My mother started to explore her interests in health. She had shocked our relatives early by swaddling me as an infant, in blankets and leaving me out on the balcony of our first home, the Embankment building on the Bund. “In the middle of winter! Can someone talk sense into the woman?” It didn’t help that I became bigger, sturdier and ruddier than all my cousins. Now during wartime, her American psychiatrist was interned, as were some of her bridge partners, who had British papers. Between my father’s business contacts, my mother’s network, and Hong’s country relatives, we managed to obtain some meat, vegetables and the nuts and seeds my mother believed were full of nutrition. My mother came to life during this time. She put up dozens of jars of peanut butter mixed with blackstrap molasses, another easy to obtain food, and we took these to our British relatives in the Yu Yuen road concentration camp. These uncles and cousins were all from my mother’s side of the family. The peanut molasses mix, which I really like to this very day, was considered by my mother to be a complete food to complement the wretched rations the camp dwellers received. After the war, every one of my interned relatives claimed they hated, even rejected this super food. But they all survived, minus teeth, and suffering other forms of malnutrition.

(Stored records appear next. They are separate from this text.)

//! Property-based tests for parsing, variable analysis, stratification
//! and wire encoding.
use clause_compiler::{
    encode_pair, is_variable, parse, stratify, variables_of, CompilerConfig, Stratification, Term,
    WireEncoding,
};
use proptest::prelude::*;
use std::collections::BTreeSet;

// ===== Strategies =====

fn arb_constant() -> impl Strategy<Value = Term> {
    "[A-Za-z][A-Za-z0-9_.]{0,4}".prop_map(Term::Atom)
}

/// Few distinct names, so that clauses share variables.
fn arb_variable() -> impl Strategy<Value = Term> {
    "\\$[a-f]".prop_map(Term::Atom)
}

fn arb_leaf() -> impl Strategy<Value = Term> {
    prop_oneof![arb_constant(), arb_variable()]
}

fn arb_term() -> impl Strategy<Value = Term> {
    arb_leaf().prop_recursive(4, 64, 5, |inner| {
        prop::collection::vec(inner, 0..5).prop_map(Term::List)
    })
}

/// `(Functor args...)`; the functor never spells `CPU`.
fn arb_generic_clause() -> impl Strategy<Value = Term> {
    (
        "[A-Z][a-z]{0,3}",
        prop::collection::vec(arb_term(), 0..4),
    )
        .prop_map(|(functor, args)| {
            let mut items = vec![Term::Atom(functor)];
            items.extend(args);
            Term::List(items)
        })
}

/// `(CPU op input output)`; the operator may itself hold variables.
fn arb_computation_clause() -> impl Strategy<Value = Term> {
    (arb_term(), arb_term(), arb_term()).prop_map(|(op, input, output)| {
        Term::list(vec![Term::atom("CPU"), op, input, output])
    })
}

fn arb_clause() -> impl Strategy<Value = Term> {
    prop_oneof![
        3 => arb_generic_clause(),
        1 => arb_computation_clause(),
    ]
}

// ===== Helpers =====

fn naive_variables(term: &Term, dst: &mut Vec<String>) {
    match term {
        Term::Atom(text) => {
            if is_variable(text) {
                dst.push(text.clone());
            }
        }
        Term::List(items) => items.iter().for_each(|item| naive_variables(item, dst)),
    }
}

fn sorted_printed<'a, I: IntoIterator<Item = &'a Term>>(terms: I) -> Vec<String> {
    let mut printed: Vec<String> = terms.into_iter().map(Term::to_string).collect();
    printed.sort();
    printed
}

fn scheduled_and_dropped(strat: &Stratification) -> Vec<String> {
    let mut printed: Vec<String> = strat
        .levels()
        .iter()
        .flat_map(|level| level.clauses().iter())
        .chain(strat.dropped().iter())
        .map(|clause| clause.to_string())
        .collect();
    printed.sort();
    printed
}

/// Decodes a wire string back into a term, using `encoding`'s
/// variable names for wildcards and back-references.  Panics on
/// malformed input.
fn decode(text: &str, encoding: &WireEncoding) -> Term {
    fn decode_one<'a, I: Iterator<Item = &'a str>>(
        tokens: &mut I,
        encoding: &WireEncoding,
        next_fresh: &mut usize,
    ) -> Term {
        let token = tokens.next().expect("truncated wire string");
        if let Some(count) = token.strip_prefix('[').and_then(|t| t.strip_suffix(']')) {
            let count: usize = count.parse().expect("arity");
            let children = (0..count)
                .map(|_| decode_one(tokens, encoding, next_fresh))
                .collect();
            Term::List(children)
        } else if token == "$" {
            *next_fresh += 1;
            Term::atom(encoding.variable(*next_fresh).expect("fresh variable"))
        } else if let Some(index) = token.strip_prefix('_') {
            let index: usize = index.parse().expect("index");
            if index > *next_fresh {
                *next_fresh = index;
            }
            Term::atom(encoding.variable(index).expect("back-reference"))
        } else {
            Term::atom(token)
        }
    }

    let mut tokens = text.split_whitespace();
    let mut next_fresh = 0;
    let term = decode_one(&mut tokens, encoding, &mut next_fresh);
    assert_eq!(tokens.next(), None, "trailing wire tokens");
    term
}

// ===== Property Tests =====

proptest! {
    #[test]
    fn prop_print_parse_round_trip(term in arb_term()) {
        let printed = term.to_string();
        prop_assert_eq!(parse(&printed).expect("ok"), term.clone());
        prop_assert_eq!(parse(&printed).expect("ok").to_string(), printed);
    }

    #[test]
    fn prop_variables_match_naive_enumeration(term in arb_term()) {
        let mut naive = Vec::new();
        naive_variables(&term, &mut naive);
        let naive: BTreeSet<&str> = naive.iter().map(String::as_str).collect();

        prop_assert_eq!(variables_of(&term), naive);
    }

    #[test]
    fn prop_generic_clauses_are_all_scheduled(
        clauses in prop::collection::vec(arb_generic_clause(), 0..12)
    ) {
        let strat = stratify(clauses.clone(), &CompilerConfig::default());

        prop_assert!(strat.is_complete());
        prop_assert_eq!(strat.scheduled_count(), clauses.len());
        prop_assert_eq!(scheduled_and_dropped(&strat), sorted_printed(&clauses));
        prop_assert!(strat.levels().last().expect("sentinel").is_empty());
    }

    #[test]
    fn prop_levels_respect_bindings(
        clauses in prop::collection::vec(arb_clause(), 0..12),
        sort in any::<bool>()
    ) {
        let config = CompilerConfig { sort_by_variable_count: sort, ..CompilerConfig::default() };
        let strat = stratify(clauses.clone(), &config);

        // Every clause lands in at most one level, or is dropped.
        prop_assert_eq!(scheduled_and_dropped(&strat), sorted_printed(&clauses));

        let (sentinel, levels) = strat.levels().split_last().expect("sentinel");
        prop_assert!(sentinel.is_empty());

        // Every variable referenced by an earlier level.
        let mut known = BTreeSet::<String>::new();
        for level in levels {
            prop_assert!(!level.is_empty());

            let mut introduced = BTreeSet::<String>::new();
            for clause in level.clauses() {
                for var in clause.requires() {
                    prop_assert!(known.contains(var), "{} consumes unbound {}", clause, var);
                }

                let new_vars: BTreeSet<String> = clause
                    .produces()
                    .into_iter()
                    .filter(|var| !known.contains(*var))
                    .map(String::from)
                    .collect();
                prop_assert!(new_vars.is_disjoint(&introduced), "{} collides in its level", clause);
                introduced.extend(new_vars);
            }

            prop_assert_eq!(&introduced, level.introduces());
            prop_assert!(
                level.introduces().is_disjoint(&known),
                "level binds {:?} after an earlier reference",
                level.introduces()
            );
            for clause in level.clauses() {
                known.extend(clause.variables().into_iter().map(String::from));
            }
        }
    }

    #[test]
    fn prop_encoding_is_stable(term in arb_term()) {
        prop_assert_eq!(encode_pair(&term), encode_pair(&term));
    }

    #[test]
    fn prop_encoding_decodes_to_term(term in arb_term()) {
        let encoding = encode_pair(&term);

        prop_assert_eq!(decode(&encoding.pattern, &encoding), term.clone());
        prop_assert_eq!(decode(&encoding.template, &encoding), term.clone());

        let distinct: BTreeSet<&String> = encoding.variables.iter().collect();
        prop_assert_eq!(distinct.len(), encoding.variables.len());
        prop_assert_eq!(distinct.len(), variables_of(&term).len());
    }
}

#[test]
fn test_decode_helper() {
    let encoding = encode_pair(&parse("(ev $a (q $b ()) $a)").expect("ok"));

    assert_eq!(encoding.pattern, "[4] ev $ [3] q $ [0]  _1");
    assert_eq!(
        decode(&encoding.pattern, &encoding).to_string(),
        "(ev $a (q $b ()) $a)"
    );
}
//! Clauses are classified once, when they enter the stratifier.  A
//! computation clause `(tag operator input output)` only binds its
//! output once its input is fully bound; every other term is a
//! generic clause, which binds all its variables as soon as it is
//! scheduled.
use crate::term::{variables_of, Term};
use std::collections::BTreeSet;
use std::convert::TryFrom;
use std::fmt;

#[derive(Clone, Debug, Eq, Hash, Ord, PartialEq, PartialOrd)]
pub enum Clause {
    Generic(Term),
    Computation {
        tag: String,
        operator: Term,
        input: Term,
        output: Term,
    },
}

impl Clause {
    /// Classifies `term`: a four-element list whose functor is
    /// `computation_tag` is a computation clause, anything else is
    /// generic.
    #[must_use]
    pub fn classify(term: Term, computation_tag: &str) -> Self {
        let four = term.as_list().map_or(false, |items| items.len() == 4);
        if !four || term.functor() != Some(computation_tag) {
            return Clause::Generic(term);
        }

        match term.into_list().map(<[Term; 4]>::try_from) {
            Ok(Ok([_, operator, input, output])) => Clause::Computation {
                tag: computation_tag.to_owned(),
                operator,
                input,
                output,
            },
            Ok(Err(items)) => Clause::Generic(Term::List(items)),
            Err(term) => Clause::Generic(term),
        }
    }

    #[must_use]
    pub fn is_computation(&self) -> bool {
        matches!(self, Clause::Computation { .. })
    }

    /// Returns the variables that must already be bound before the
    /// clause may be scheduled.
    #[must_use]
    pub fn requires(&self) -> BTreeSet<&str> {
        match self {
            Clause::Generic(_) => BTreeSet::new(),
            Clause::Computation { input, .. } => variables_of(input),
        }
    }

    /// Returns the variables the clause binds once scheduled (some may
    /// already be bound).
    #[must_use]
    pub fn produces(&self) -> BTreeSet<&str> {
        match self {
            Clause::Generic(term) => variables_of(term),
            Clause::Computation { output, .. } => variables_of(output),
        }
    }

    /// Returns every variable referenced anywhere in the clause.
    #[must_use]
    pub fn variables(&self) -> BTreeSet<&str> {
        match self {
            Clause::Generic(term) => variables_of(term),
            Clause::Computation {
                operator,
                input,
                output,
                ..
            } => {
                let mut vars = variables_of(operator);
                vars.extend(variables_of(input));
                vars.extend(variables_of(output));
                vars
            }
        }
    }

    /// Rebuilds the term the clause was classified from.
    #[must_use]
    pub fn to_term(&self) -> Term {
        match self {
            Clause::Generic(term) => term.clone(),
            Clause::Computation {
                tag,
                operator,
                input,
                output,
            } => Term::list(vec![
                Term::atom(tag),
                operator.clone(),
                input.clone(),
                output.clone(),
            ]),
        }
    }

    #[must_use]
    pub fn into_term(self) -> Term {
        match self {
            Clause::Generic(term) => term,
            Clause::Computation {
                tag,
                operator,
                input,
                output,
            } => Term::list(vec![Term::Atom(tag), operator, input, output]),
        }
    }
}

impl fmt::Display for Clause {
    fn fmt(&self, f: &mut fmt::Formatter<'_>) -> fmt::Result {
        write!(f, "{}", self.to_term())
    }
}

#[cfg(test)]
fn clause(text: &str) -> Clause {
    Clause::classify(crate::term::parse(text).expect("ok"), "CPU")
}

#[test]
fn test_classify_computation() {
    let cpu = clause("(CPU mul ($a $b) $c)");

    assert!(cpu.is_computation());
    assert_eq!(cpu.requires().into_iter().collect::<Vec<_>>(), vec!["$a", "$b"]);
    assert_eq!(cpu.produces().into_iter().collect::<Vec<_>>(), vec!["$c"]);
    assert_eq!(cpu.to_string(), "(CPU mul ($a $b) $c)");
}

#[test]
fn test_classify_generic() {
    // Wrong arity or tag: generic.
    for text in &["(CPU mul $a)", "(CPU mul $a $b $c)", "(cpu mul $a $b)", "CPU", "()"] {
        let generic = clause(text);
        assert!(!generic.is_computation(), "{}", text);
        assert!(generic.requires().is_empty());
        assert_eq!(generic.produces(), generic.variables());
        assert_eq!(generic.to_string(), *text);
    }
}

#[test]
fn test_computation_variables() {
    let cpu = clause("(CPU $op ($a 0.5) ($c $a))");

    assert_eq!(
        cpu.variables().into_iter().collect::<Vec<_>>(),
        vec!["$a", "$c", "$op"]
    );
    assert_eq!(cpu.produces().into_iter().collect::<Vec<_>>(), vec!["$a", "$c"]);
}

#[test]
fn test_round_trip_term() {
    let term = crate::term::parse("(CPU min (0.2 $x) $y)").expect("ok");
    let cpu = Clause::classify(term.clone(), "CPU");

    assert_eq!(cpu.to_term(), term);
    assert_eq!(cpu.into_term(), term);
}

At home, war meant that we all tightened our belts. Our beautiful maroon Rover with its dove grey upholstery soon lay in parts on the garage floor, while our chauffeur, who always wanted to be a mechanic, played at reconstructing it. His maroon and dove grey uniform, matching cap and shiny leather boots were stored in his flat above the garage. Gone was his spit and polish appearance, as he worked on the floor in oil stained undershirt and shorts and a pair of flip flops. Our spacious yard was divided in half, with one half turned into a victory garden. Our gardener composted our leftovers and produced amazing tomatoes and greens all year round. Our only casualty was Xiao Liu, who came home one day, collapsed and nearly died. The Japanese had ordered everyone to get shots against common infections, and once you got your jab, you got a certificate that you had to present when required. Many local men feared these shots would make them impotent….so…it was left to an entrepreneur like Liu to get multiple shots and to sell the certificates, until he collapsed in toxic shock. Liu survived, claiming someone had stolen his wad of cash while he was delirious.